Community-wide surveys are a great way to better understand community conditions and needs and can be used to empower citizens to participate in the local decision-making process. When done correctly, a survey should capture a range and diversity of voices that may not regularly be heard by the local government. However identifying the right questions to ask and putting together a statistically relevant and non-biased survey can be difficult. The best practices and nationally recognized standards of the STAR Community Rating System (STAR) can help city and county staff members to build a better community perception survey.
Our latest case study details how the City of Fayetteville, AR used a community-wide survey to better understand community perceptions of sustainability and gaps identified in the city’s 2014 STAR certification.
In 2016, the City of Fayetteville’s Sustainability & Resilience Office conducted a community-wide survey to address two distinct needs. The first was to inform an upcoming strategic planning process for the City Council. “We timed the survey to be available prior to our Council’s strategic planning retreat so that they could take the public’s long-term economic, environmental, and social priorities into consideration,” said Rachael Schaffner, Fayetteville’s sustainability project coordinator. The second goal of the survey was to address data gaps revealed through the city’s 2014 certification results. “We were able to combine all of the [STAR] survey-related outcome and action items into a single survey to streamline the data collection process in the future,” said Schaffner.
The Sustainability & Resilience Office started building the survey by first reviewing the evaluation measures in STAR and picking out any measures that require the use of a survey for reporting. They also reviewed the city’s certification results to identify gaps and STAR outcomes and actions that could benefit from additional public engagement and survey data.
Fayetteville staffers also reached out to peer communities to learn about best practices for surveys. “We found that many other certified STAR communities had great examples and question banks that we could draw from,” said Schaffner. After an outline of the survey was compiled, meetings were held with other city departments to be sure their needs were captured. “Many of these conversations were guided by where Fayetteville did or did not receive credit in our 2014 certification process,” said Schaffner.
Once the survey was complete, it was distributed to residents using a variety of channels, to ensure a strong response rate across different demographics and neighborhoods. The survey was posted on social media sites, and postcards with a URL to the survey were sent out to 3,000 community members. In-person public outreach was conducted at farmers markets and local libraries. Finally, city staffers made sure that low-income areas were oversampled, as research shows that response rates are often lower in these populations, and the city wanted to ensure that all neighborhoods and voices were represented.
The final number of survey responses was 1,402 from across the city’s many neighborhoods. “Overall, we had responses from over 1.5% of our total city population which we see as a great response rate! We were pleased to gather responses from so many citizens and to be able to have a respondent pool that closely resembles the makeup of our city,” said Schaffner.
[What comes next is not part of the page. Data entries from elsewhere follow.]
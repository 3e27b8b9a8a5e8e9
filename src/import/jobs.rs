//! Background import runs started from the HTTP surface.
//!
//! Each job owns its uploaded file, a progress channel and a cancellation
//! token. Jobs live in an in-memory registry; finished jobs are evicted once
//! they are older than the registry's retention window.

use crate::import::coordinator::{ImportError, ImportRequest, LeadImporter};
use crate::import::stats::ImportResult;
use chrono::{DateTime, Utc};
use dashmap::DashMap;
use parking_lot::Mutex;
use schemars::JsonSchema;
use serde::{Deserialize, Serialize};
use std::sync::Arc;
use std::time::Duration;
use tempfile::TempPath;
use tokio::sync::watch;
use tokio_util::sync::CancellationToken;
use uuid::Uuid;

#[derive(Debug, Clone, Copy, PartialEq, Eq, Serialize, Deserialize, JsonSchema)]
#[serde(rename_all = "snake_case")]
pub enum JobStatus {
    Running,
    Completed,
    Failed,
    Cancelled,
}

/// Point-in-time view of a job.
#[derive(Debug, Clone, Serialize, Deserialize, JsonSchema)]
#[serde(rename_all = "camelCase")]
pub struct JobSnapshot {
    pub job_id: String,
    pub state: JobStatus,
    pub progress: u8,
    #[serde(skip_serializing_if = "Option::is_none")]
    pub result: Option<ImportResult>,
    #[serde(skip_serializing_if = "Option::is_none")]
    pub error: Option<String>,
    pub started_at: DateTime<Utc>,
    #[serde(skip_serializing_if = "Option::is_none")]
    pub finished_at: Option<DateTime<Utc>>,
}

#[derive(Debug)]
struct JobOutcome {
    status: JobStatus,
    result: Option<ImportResult>,
    error: Option<String>,
    finished_at: Option<DateTime<Utc>>,
}

pub struct ImportJob {
    id: Uuid,
    started_at: DateTime<Utc>,
    progress: watch::Receiver<u8>,
    cancel: CancellationToken,
    outcome: Mutex<JobOutcome>,
}

impl ImportJob {
    fn new(id: Uuid, progress: watch::Receiver<u8>) -> Self {
        Self {
            id,
            started_at: Utc::now(),
            progress,
            cancel: CancellationToken::new(),
            outcome: Mutex::new(JobOutcome {
                status: JobStatus::Running,
                result: None,
                error: None,
                finished_at: None,
            }),
        }
    }

    pub fn snapshot(&self) -> JobSnapshot {
        let outcome = self.outcome.lock();
        JobSnapshot {
            job_id: self.id.to_string(),
            state: outcome.status,
            progress: *self.progress.borrow(),
            result: outcome.result.clone(),
            error: outcome.error.clone(),
            started_at: self.started_at,
            finished_at: outcome.finished_at,
        }
    }

    /// Request cancellation; takes effect before the next batch.
    pub fn cancel(&self) {
        self.cancel.cancel();
    }

    pub fn is_running(&self) -> bool {
        self.outcome.lock().status == JobStatus::Running
    }

    /// Finished for at least `retention` as of `now`.
    fn expired(&self, now: DateTime<Utc>, retention: Duration) -> bool {
        self.outcome
            .lock()
            .finished_at
            .and_then(|finished| (now - finished).to_std().ok())
            .is_some_and(|age| age >= retention)
    }

    fn finish(&self, result: Result<ImportResult, ImportError>) {
        let mut outcome = self.outcome.lock();
        outcome.finished_at = Some(Utc::now());
        match result {
            Ok(result) => {
                outcome.status = JobStatus::Completed;
                outcome.result = Some(result);
            }
            Err(err @ ImportError::Cancelled { .. }) => {
                outcome.status = JobStatus::Cancelled;
                outcome.error = Some(err.to_string());
                if let ImportError::Cancelled { partial, .. } = err {
                    outcome.result = Some(partial);
                }
            }
            Err(err) => {
                log::error!("import job {} failed: {}", self.id, err);
                outcome.status = JobStatus::Failed;
                outcome.error = Some(err.to_string());
            }
        }
    }
}

/// Retention used by [`JobRegistry::new`].
pub const DEFAULT_JOB_RETENTION: Duration = Duration::from_secs(60 * 60);

/// In-memory registry of import jobs.
#[derive(Clone)]
pub struct JobRegistry {
    jobs: Arc<DashMap<Uuid, Arc<ImportJob>>>,
    retention: Duration,
}

impl Default for JobRegistry {
    fn default() -> Self {
        Self::with_retention(DEFAULT_JOB_RETENTION)
    }
}

impl JobRegistry {
    pub fn new() -> Self {
        Self::default()
    }

    pub fn with_retention(retention: Duration) -> Self {
        Self {
            jobs: Arc::new(DashMap::new()),
            retention,
        }
    }

    /// Drop finished jobs older than the retention window. Running jobs stay.
    pub fn prune(&self) -> usize {
        let now = Utc::now();
        let before = self.jobs.len();
        self.jobs.retain(|_, job| !job.expired(now, self.retention));
        let evicted = before.saturating_sub(self.jobs.len());
        if evicted > 0 {
            log::debug!("evicted {} finished import jobs", evicted);
        }
        evicted
    }

    /// Spawn a background run over `file`. The file is removed when the run ends.
    pub fn start(&self, importer: LeadImporter, request: ImportRequest, file: TempPath) -> Uuid {
        self.prune();

        let id = Uuid::new_v4();
        let (progress_tx, progress_rx) = watch::channel(0u8);
        let job = Arc::new(ImportJob::new(id, progress_rx));
        self.jobs.insert(id, Arc::clone(&job));

        log::info!("import job {} queued ({})", id, request.source_kind);

        let cancel = job.cancel.clone();
        tokio::spawn(async move {
            let result = importer.run(&request, &file, &progress_tx, cancel).await;
            job.finish(result);
            if let Err(err) = file.close() {
                log::warn!("import job {}: failed to remove upload: {}", id, err);
            }
        });

        id
    }

    pub fn get(&self, id: &Uuid) -> Option<Arc<ImportJob>> {
        self.jobs.get(id).map(|entry| Arc::clone(entry.value()))
    }

    pub fn len(&self) -> usize {
        self.jobs.len()
    }

    pub fn is_empty(&self) -> bool {
        self.jobs.is_empty()
    }
}

#[cfg(test)]
mod tests {
    use super::*;
    use crate::config::ImportConfig;
    use crate::import::rules::RuleRegistry;
    use crate::test_support::memory::MemoryLeadRepository;
    use std::io::Write;
    use std::time::Duration;

    async fn wait_for_finish(job: &ImportJob) -> JobSnapshot {
        for _ in 0..200 {
            if !job.is_running() {
                return job.snapshot();
            }
            tokio::time::sleep(Duration::from_millis(10)).await;
        }
        panic!("import job did not finish");
    }

    #[tokio::test]
    async fn test_job_runs_to_completion() {
        let repository = Arc::new(MemoryLeadRepository::new());
        let importer = LeadImporter::new(
            repository.clone(),
            Arc::new(RuleRegistry::builtin().unwrap()),
            ImportConfig::default(),
        );

        let mut file = tempfile::Builder::new().suffix(".csv").tempfile().unwrap();
        writeln!(file, "Nome,Celular\nAna,(11) 98888-7777\nBia,11977776666").unwrap();
        let path = file.into_temp_path();

        let registry = JobRegistry::new();
        let id = registry.start(
            importer,
            ImportRequest {
                campaign_id: 1,
                stage_id: 1,
                fixed_assignee_id: None,
                auto_distribute: false,
                member_ids: Vec::new(),
                source_kind: "crm".into(),
                import_label: "Teste".into(),
                format: None,
            },
            path,
        );

        let job = registry.get(&id).expect("job registered");
        let snapshot = wait_for_finish(&job).await;

        assert_eq!(snapshot.state, JobStatus::Completed);
        assert_eq!(snapshot.progress, 100);
        assert_eq!(snapshot.result.map(|r| r.imported), Some(2));
        assert_eq!(repository.lead_count(), 2);
    }

    #[tokio::test]
    async fn test_failed_job_reports_error() {
        let importer = LeadImporter::new(
            Arc::new(MemoryLeadRepository::new()),
            Arc::new(RuleRegistry::builtin().unwrap()),
            ImportConfig::default(),
        );
        let file = tempfile::Builder::new().suffix(".csv").tempfile().unwrap();

        let registry = JobRegistry::new();
        let id = registry.start(
            importer,
            ImportRequest {
                campaign_id: 1,
                stage_id: 1,
                fixed_assignee_id: None,
                auto_distribute: false,
                member_ids: Vec::new(),
                source_kind: "crm".into(),
                import_label: "Vazio".into(),
                format: None,
            },
            file.into_temp_path(),
        );

        let snapshot = wait_for_finish(&registry.get(&id).unwrap()).await;
        assert_eq!(snapshot.state, JobStatus::Failed);
        assert!(snapshot.error.is_some());
        assert!(registry.get(&Uuid::new_v4()).is_none());
    }

    #[test]
    fn test_cancelled_job_keeps_partial_counts() {
        let (_tx, rx) = watch::channel(40u8);
        let job = ImportJob::new(Uuid::new_v4(), rx);
        job.finish(Err(ImportError::Cancelled {
            processed: 2,
            total: 5,
            partial: ImportResult {
                total: 5,
                imported: 2,
                ..Default::default()
            },
        }));

        let snapshot = job.snapshot();
        assert_eq!(snapshot.state, JobStatus::Cancelled);
        assert_eq!(snapshot.progress, 40);
        assert_eq!(snapshot.result.map(|r| r.imported), Some(2));
        assert!(snapshot.error.unwrap().contains("2 of 5"));
    }

    #[tokio::test]
    async fn test_prune_evicts_only_expired_finished_jobs() {
        let registry = JobRegistry::with_retention(Duration::ZERO);

        let (_running_tx, running_rx) = watch::channel(0u8);
        let running = Arc::new(ImportJob::new(Uuid::new_v4(), running_rx));
        registry.jobs.insert(running.id, Arc::clone(&running));

        let (_done_tx, done_rx) = watch::channel(100u8);
        let done = Arc::new(ImportJob::new(Uuid::new_v4(), done_rx));
        done.finish(Ok(ImportResult::default()));
        registry.jobs.insert(done.id, Arc::clone(&done));

        assert_eq!(registry.prune(), 1);
        assert!(registry.get(&running.id).is_some());
        assert!(registry.get(&done.id).is_none());

        let kept = JobRegistry::new();
        kept.jobs.insert(done.id, Arc::clone(&done));
        assert_eq!(kept.prune(), 0);
        assert_eq!(kept.len(), 1);
    }
}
The city has posted the survey results on the local government’s webpage, so that all residents and community partners are able to access and view the results. Interested parties can also view the question bank, survey comments, and maps summarizing the responses online. An overview of the results has been shared with city government stakeholders including the City Council, Police Department, Parks & Recreation, Communications, Transportation, and Engineering.
One goal of the survey was to address gaps from the city’s previous STAR certification. “We asked questions regarding Outcome 4 of the Public Parkland objective, which asks that the community ‘demonstrate that 66% or more of surveyed residents visit a park at least once a year.’ From our respondent pool, nearly 98% of residents indicated that they visit a park each year,” said Schaffner. “Even in the categories where we did not meet the required benchmark, we found that the survey successfully helped us identify where we may need to direct future funds, conduct outreach, create policies, etc.”
The results of the survey are being used for a variety of purposes. Fayetteville’s City Council has already used the survey results as a guide for strategic and long range planning. The city also plans to develop a community equity profile, which the survey will inform going forward. The results will also help guide the city’s STAR recertification process later this year.
“One early and exciting application of the survey results has been in Fayetteville’s Community Policing division, where officers are using the geographic analysis of public safety data to do targeted outreach in areas of the city where trust in law enforcement was found to be weakest,” said Schaffner.